I also had an xray done today - he will look at it tonite and call me tomorrow - it was basically done to reassure me that the stone hasn't moved since my last xray, and I pray that IS what he tells me when he calls.

Monday, June 30, 2008

I survived the weekend

Major issues here! Good god - what I would do to just feel like myself again! I think I have a stomach bug, or at least I did over the weekend. Threw up my lunch on Saturday and wound up missing the fireworks because I went to bed at 7:00. Sam was here, which made the kids happy. Joe was running around most of the weekend, with and without Sam, it was pretty crazy. But man! The anxiety I have is not to be believed. I would like to take my blood pressure - wondering if it is higher than usual. And of course, when I google high blood pressure and ESWL, it looks like that shockwave shit causes some people to experience high blood pressure after. Its been almost a month since I had it.

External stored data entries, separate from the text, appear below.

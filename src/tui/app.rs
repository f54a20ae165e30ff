//! TUI Application State
//!
//! Owns the active profile screen, forwards component actions to the
//! caller's [`ProfileHandler`] and runs simulated saves in the background.

use super::edit::ProfileEdit;
use super::events::{EventHandler, TuiEvent, keys};
use super::form::WizardAction;
use super::profile_card::{CardAction, ProfileCard};
use super::setup::{ProfileSetup, SetupLayout};
use super::theme::Theme;
use crate::profile::{ConnectionStatus, Profile, ProfileDraft};
use crate::services::ProfileService;
use anyhow::Result;
use crossterm::event::{KeyCode, KeyEvent};
use std::sync::Arc;

/// Callbacks supplied by whoever hosts the profile screens.
///
/// Every method defaults to a no-op so callers only implement what they use.
pub trait ProfileHandler: Send {
    fn on_connect(&mut self, _profile: &Profile) {}
    fn on_message(&mut self, _profile: &Profile) {}
    fn on_share(&mut self, _profile: &Profile) {}
    fn on_open_profile(&mut self, _profile: &Profile) {}

    /// Setup wizard finished its save
    fn on_complete(&mut self, _draft: &ProfileDraft) {}
    /// Setup page left from its first step
    fn on_back(&mut self) {}
    /// A modal was dismissed
    fn on_close(&mut self) {}
    /// Edit wizard finished its save
    fn on_save(&mut self, _draft: &ProfileDraft) {}
}

/// The screen currently shown
pub enum Screen {
    Card(ProfileCard),
    Setup(ProfileSetup),
    Edit(ProfileEdit),
    /// A wizard finished or was dismissed
    Closed,
}

impl Screen {
    pub fn name(&self) -> &'static str {
        match self {
            Screen::Card(_) => "card",
            Screen::Setup(setup) => match setup.layout {
                SetupLayout::Modal => "setup-modal",
                SetupLayout::Page => "setup-page",
            },
            Screen::Edit(_) => "edit",
            Screen::Closed => "closed",
        }
    }
}

/// Main application state
pub struct App<H: ProfileHandler> {
    pub screen: Screen,
    handler: H,
    service: Arc<dyn ProfileService>,
    event_handler: EventHandler,
    pub theme: Theme,

    /// Spinner frame, advanced on every tick
    pub animation_frame: usize,

    pub should_quit: bool,
}

impl<H: ProfileHandler> App<H> {
    pub fn new(screen: Screen, handler: H, service: Arc<dyn ProfileService>) -> Self {
        tracing::debug!("Opening {} screen", screen.name());
        Self {
            screen,
            handler,
            service,
            event_handler: EventHandler::new(),
            theme: Theme::default(),
            animation_frame: 0,
            should_quit: false,
        }
    }

    pub fn with_theme(mut self, theme: Theme) -> Self {
        self.theme = theme;
        self
    }

    /// Get event sender
    pub fn event_sender(&self) -> tokio::sync::mpsc::UnboundedSender<TuiEvent> {
        self.event_handler.sender()
    }

    /// Receive next event
    pub async fn next_event(&mut self) -> Option<TuiEvent> {
        self.event_handler.next().await
    }

    pub fn handler(&self) -> &H {
        &self.handler
    }

    pub fn into_handler(self) -> H {
        self.handler
    }

    /// Handle an event
    pub async fn handle_event(&mut self, event: TuiEvent) -> Result<()> {
        match event {
            TuiEvent::Key(key_event) => {
                self.handle_key_event(key_event);
            }
            TuiEvent::SubmitFinished(result) => {
                self.finish_submit(result);
            }
            TuiEvent::Quit => {
                self.should_quit = true;
            }
            TuiEvent::Tick => {
                self.animation_frame = self.animation_frame.wrapping_add(1);
            }
            TuiEvent::Resize(_, _) => {
                // Handled by the render loop
            }
        }
        Ok(())
    }

    fn handle_key_event(&mut self, event: KeyEvent) {
        if keys::is_quit(&event) {
            tracing::info!("Quit requested from {} screen", self.screen.name());
            self.should_quit = true;
            return;
        }

        match &mut self.screen {
            Screen::Card(card) => {
                if matches!(event.code, KeyCode::Esc | KeyCode::Char('q')) {
                    self.should_quit = true;
                    return;
                }
                let action = card.handle_key(event);
                self.dispatch_card_action(action);
            }
            Screen::Setup(setup) => {
                let layout = setup.layout;
                match setup.handle_key(event) {
                    WizardAction::None => {}
                    WizardAction::Cancel => {
                        match layout {
                            SetupLayout::Page => self.handler.on_back(),
                            SetupLayout::Modal => self.handler.on_close(),
                        }
                        self.close();
                    }
                    WizardAction::Submit(draft) => self.spawn_submit(draft, true),
                }
            }
            Screen::Edit(edit) => match edit.handle_key(event) {
                WizardAction::None => {}
                WizardAction::Cancel => {
                    self.handler.on_close();
                    self.close();
                }
                WizardAction::Submit(draft) => self.spawn_submit(draft, false),
            },
            Screen::Closed => {}
        }
    }

    fn dispatch_card_action(&mut self, action: CardAction) {
        match action {
            CardAction::None => {}
            CardAction::Connect(profile) => {
                self.handler.on_connect(&profile);
                if let Screen::Card(card) = &mut self.screen {
                    card.set_connection_status(ConnectionStatus::Pending);
                }
            }
            CardAction::Message(profile) => self.handler.on_message(&profile),
            CardAction::Share(profile) => self.handler.on_share(&profile),
            CardAction::OpenProfile(profile) => self.handler.on_open_profile(&profile),
        }
    }

    /// Run the save in the background; the result comes back as
    /// `TuiEvent::SubmitFinished`
    fn spawn_submit(&self, draft: ProfileDraft, create: bool) {
        let service = Arc::clone(&self.service);
        let event_sender = self.event_sender();

        tokio::spawn(async move {
            let result = if create {
                service.create_profile(draft).await
            } else {
                service.update_profile(draft).await
            };
            let _ = event_sender.send(TuiEvent::SubmitFinished(result.map_err(|e| e.to_string())));
        });
    }

    fn finish_submit(&mut self, result: std::result::Result<ProfileDraft, String>) {
        match (&mut self.screen, result) {
            (Screen::Setup(setup), Ok(draft)) => {
                setup.finish_submit();
                self.handler.on_complete(&draft);
                self.close();
            }
            (Screen::Edit(edit), Ok(draft)) => {
                edit.finish_submit();
                self.handler.on_save(&draft);
                self.close();
            }
            (Screen::Setup(setup), Err(e)) => {
                tracing::error!("Profile creation failed: {}", e);
                setup.finish_submit();
                setup.form.errors = vec![e];
            }
            (Screen::Edit(edit), Err(e)) => {
                tracing::error!("Profile update failed: {}", e);
                edit.finish_submit();
                edit.form.errors = vec![e];
            }
            (screen, _) => {
                tracing::warn!("Save finished with no wizard open ({})", screen.name());
            }
        }
    }

    fn close(&mut self) {
        tracing::debug!("Closing {} screen", self.screen.name());
        self.screen = Screen::Closed;
        self.should_quit = true;
    }
}

#[cfg(test)]
mod tests {
    use super::*;
    use crate::error::{ProfileKitError, Result as KitResult};
    use crate::services::SimulatedProfileService;
    use crate::tui::form::test_support::{ctrl, key};
    use async_trait::async_trait;
    use std::time::Duration;

    #[derive(Default)]
    struct RecordingHandler {
        calls: Vec<String>,
        completed: Vec<ProfileDraft>,
        saved: Vec<ProfileDraft>,
    }

    impl ProfileHandler for RecordingHandler {
        fn on_connect(&mut self, profile: &Profile) {
            self.calls.push(format!("connect:{}", profile.draft.name));
        }
        fn on_message(&mut self, profile: &Profile) {
            self.calls.push(format!("message:{}", profile.draft.name));
        }
        fn on_share(&mut self, profile: &Profile) {
            self.calls.push(format!("share:{}", profile.draft.name));
        }
        fn on_open_profile(&mut self, profile: &Profile) {
            self.calls.push(format!("open:{}", profile.draft.name));
        }
        fn on_complete(&mut self, draft: &ProfileDraft) {
            self.completed.push(draft.clone());
        }
        fn on_back(&mut self) {
            self.calls.push("back".to_string());
        }
        fn on_close(&mut self) {
            self.calls.push("close".to_string());
        }
        fn on_save(&mut self, draft: &ProfileDraft) {
            self.saved.push(draft.clone());
        }
    }

    struct FailingService;

    #[async_trait]
    impl ProfileService for FailingService {
        async fn create_profile(&self, _draft: ProfileDraft) -> KitResult<ProfileDraft> {
            Err(ProfileKitError::Service("backend unavailable".to_string()))
        }
        async fn update_profile(&self, _draft: ProfileDraft) -> KitResult<ProfileDraft> {
            Err(ProfileKitError::Service("backend unavailable".to_string()))
        }
    }

    fn instant() -> Arc<dyn ProfileService> {
        Arc::new(SimulatedProfileService::new(Duration::ZERO))
    }

    fn app(screen: Screen) -> App<RecordingHandler> {
        App::new(screen, RecordingHandler::default(), instant())
    }

    async fn press(app: &mut App<RecordingHandler>, event: KeyEvent) {
        app.handle_event(TuiEvent::Key(event)).await.unwrap();
    }

    async fn type_text(app: &mut App<RecordingHandler>, text: &str) {
        for c in text.chars() {
            press(app, key(KeyCode::Char(c))).await;
        }
    }

    async fn fill_setup(app: &mut App<RecordingHandler>) {
        type_text(app, "Ada").await;
        press(app, key(KeyCode::Tab)).await;
        press(app, key(KeyCode::Tab)).await;
        type_text(app, "London").await;
        press(app, ctrl('n')).await;

        press(app, key(KeyCode::Tab)).await;
        type_text(app, "Systems").await;
        press(app, key(KeyCode::Tab)).await;
        type_text(app, "Engineer").await;
        press(app, ctrl('n')).await;

        type_text(app, "Rust").await;
        press(app, key(KeyCode::Enter)).await;
    }

    #[tokio::test]
    async fn test_setup_completes_once() {
        let mut app = app(Screen::Setup(ProfileSetup::new(SetupLayout::Modal)));
        fill_setup(&mut app).await;

        press(&mut app, ctrl('s')).await;
        // Second submit while the first is in flight is ignored
        press(&mut app, ctrl('s')).await;
        assert!(!app.should_quit);

        let event = app.next_event().await.unwrap();
        assert!(matches!(event, TuiEvent::SubmitFinished(Ok(_))));
        app.handle_event(event).await.unwrap();
        assert!(app.event_handler.try_next().is_none());

        assert!(app.should_quit);
        assert!(matches!(app.screen, Screen::Closed));
        let handler = app.into_handler();
        assert_eq!(handler.completed.len(), 1);
        let draft = &handler.completed[0];
        assert_eq!(draft.name, "Ada");
        assert_eq!(draft.location, "London");
        assert_eq!(draft.focus, "Systems");
        assert_eq!(draft.bio, "Engineer");
        assert_eq!(draft.skills, vec!["Rust".to_string()]);
        assert!(handler.calls.is_empty());
    }

    #[tokio::test]
    async fn test_setup_cancel_routes_by_layout() {
        let mut modal = app(Screen::Setup(ProfileSetup::new(SetupLayout::Modal)));
        press(&mut modal, key(KeyCode::Esc)).await;
        assert!(modal.should_quit);
        assert_eq!(modal.handler().calls, vec!["close".to_string()]);

        let mut page = app(Screen::Setup(ProfileSetup::new(SetupLayout::Page)));
        press(&mut page, key(KeyCode::Esc)).await;
        assert_eq!(page.handler().calls, vec!["back".to_string()]);
        assert!(page.handler().completed.is_empty());
    }

    #[tokio::test]
    async fn test_edit_save_calls_on_save() {
        let mut app = app(Screen::Edit(ProfileEdit::new(Profile::sample().draft)));
        press(&mut app, key(KeyCode::Char('!'))).await;
        press(&mut app, ctrl('s')).await;

        let event = app.next_event().await.unwrap();
        app.handle_event(event).await.unwrap();

        let handler = app.into_handler();
        assert_eq!(handler.saved.len(), 1);
        assert_eq!(handler.saved[0].name, "Ada Lovelace!");
        assert!(handler.completed.is_empty());
    }

    #[tokio::test]
    async fn test_edit_esc_closes() {
        let mut app = app(Screen::Edit(ProfileEdit::new(Profile::sample().draft)));
        press(&mut app, key(KeyCode::Esc)).await;
        assert!(app.should_quit);
        assert_eq!(app.handler().calls, vec!["close".to_string()]);
    }

    #[tokio::test]
    async fn test_failed_save_unlocks_form() {
        let mut app = App::new(
            Screen::Edit(ProfileEdit::new(Profile::sample().draft)),
            RecordingHandler::default(),
            Arc::new(FailingService),
        );
        press(&mut app, ctrl('s')).await;
        let event = app.next_event().await.unwrap();
        app.handle_event(event).await.unwrap();

        assert!(!app.should_quit);
        let Screen::Edit(edit) = &app.screen else {
            panic!("edit screen should stay open");
        };
        assert!(!edit.form.is_loading());
        assert_eq!(edit.form.errors.len(), 1);
        assert!(edit.form.errors[0].contains("backend unavailable"));
        assert!(app.handler().saved.is_empty());
    }

    #[tokio::test]
    async fn test_card_connect_marks_pending() {
        let mut app = app(Screen::Card(ProfileCard::new(Profile::sample())));
        press(&mut app, key(KeyCode::Char('c'))).await;
        // Connect is disabled once pending
        press(&mut app, key(KeyCode::Char('c'))).await;
        press(&mut app, key(KeyCode::Char('s'))).await;
        // Message stays disabled until accepted
        press(&mut app, key(KeyCode::Char('m'))).await;

        assert_eq!(
            app.handler().calls,
            vec![
                "connect:Ada Lovelace".to_string(),
                "share:Ada Lovelace".to_string()
            ]
        );
        let Screen::Card(card) = &app.screen else {
            panic!("card screen expected");
        };
        assert_eq!(card.connection_status(), ConnectionStatus::Pending);
    }

    #[tokio::test]
    async fn test_ctrl_c_quits_without_callbacks() {
        let mut app = app(Screen::Setup(ProfileSetup::new(SetupLayout::Modal)));
        press(&mut app, ctrl('c')).await;
        assert!(app.should_quit);
        assert!(app.handler().calls.is_empty());
    }

    #[tokio::test]
    async fn test_tick_advances_animation() {
        let mut app = app(Screen::Card(ProfileCard::new(Profile::sample())));
        app.handle_event(TuiEvent::Tick).await.unwrap();
        app.handle_event(TuiEvent::Tick).await.unwrap();
        assert_eq!(app.animation_frame, 2);
    }
}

Today I will call and make my follow up appt with Cubelli. I honestly have no idea how the heck I am going to remain rational and calm for the trip to the shore. We leave on Saturday, we come back next week, and I am praying I am ok.

Now this is just sick!

I just opened the mail. THIS IS NOT A BILL from St. Clares. Ready for this? My two day nightmare cost $32,065.52!!! Yup, you read that right! My insurance company is going to be like holy cow, when they see this bill as well as the lithotripsy bill.

Saturday, June 28, 2008

No supplements today

And I think I feel better. Last night I lay in bed feeling like I was having a panic attack. Sam is here, and him, Joe and the kids had a fine old time out back, had a fire going, went swimming, toasted marshmallows....while I lay in bed feeling my heart pounding and just not feeling "right". This anxiety: is it the supplements or my fear of the pain? I feel just slight twinges in my kidney, and I start hyperventilating. I am petrified the stone that is in there will come down, clog me up and send me to the emergency room in agonizing pain. THIS IS AWFUL!!! I cannot live like this! Its literally killing me. I just do not feel right. Not sure if the supplements had anything to do with it but today I didn't take any, and I *think* I am a bit better. Really, I think when we come back from the shore I am going to make my appt to see Cubelli and just get the ball rolling on the stone. I really really thought I could just "let it go", take a break and maybe do it when I absolutely had to, but I just want to get it over with at this point. I dont know if anyone has ever died of anxiety but I feel like I will if I dont get rid of this stinking stone.

Had lunch at the lake today with Pat and Tracy - Joe, Sam and the boys took their fishing poles out on a boat and rowed all the way out. Being with friends does take my mind off it all. Unfortunately I cant always be distracted and I feel the panic creeping up on me. I dont know how people with chronic stones can stand it. I am praying once this stone comes out, they stay out forever. I will do whatever it takes.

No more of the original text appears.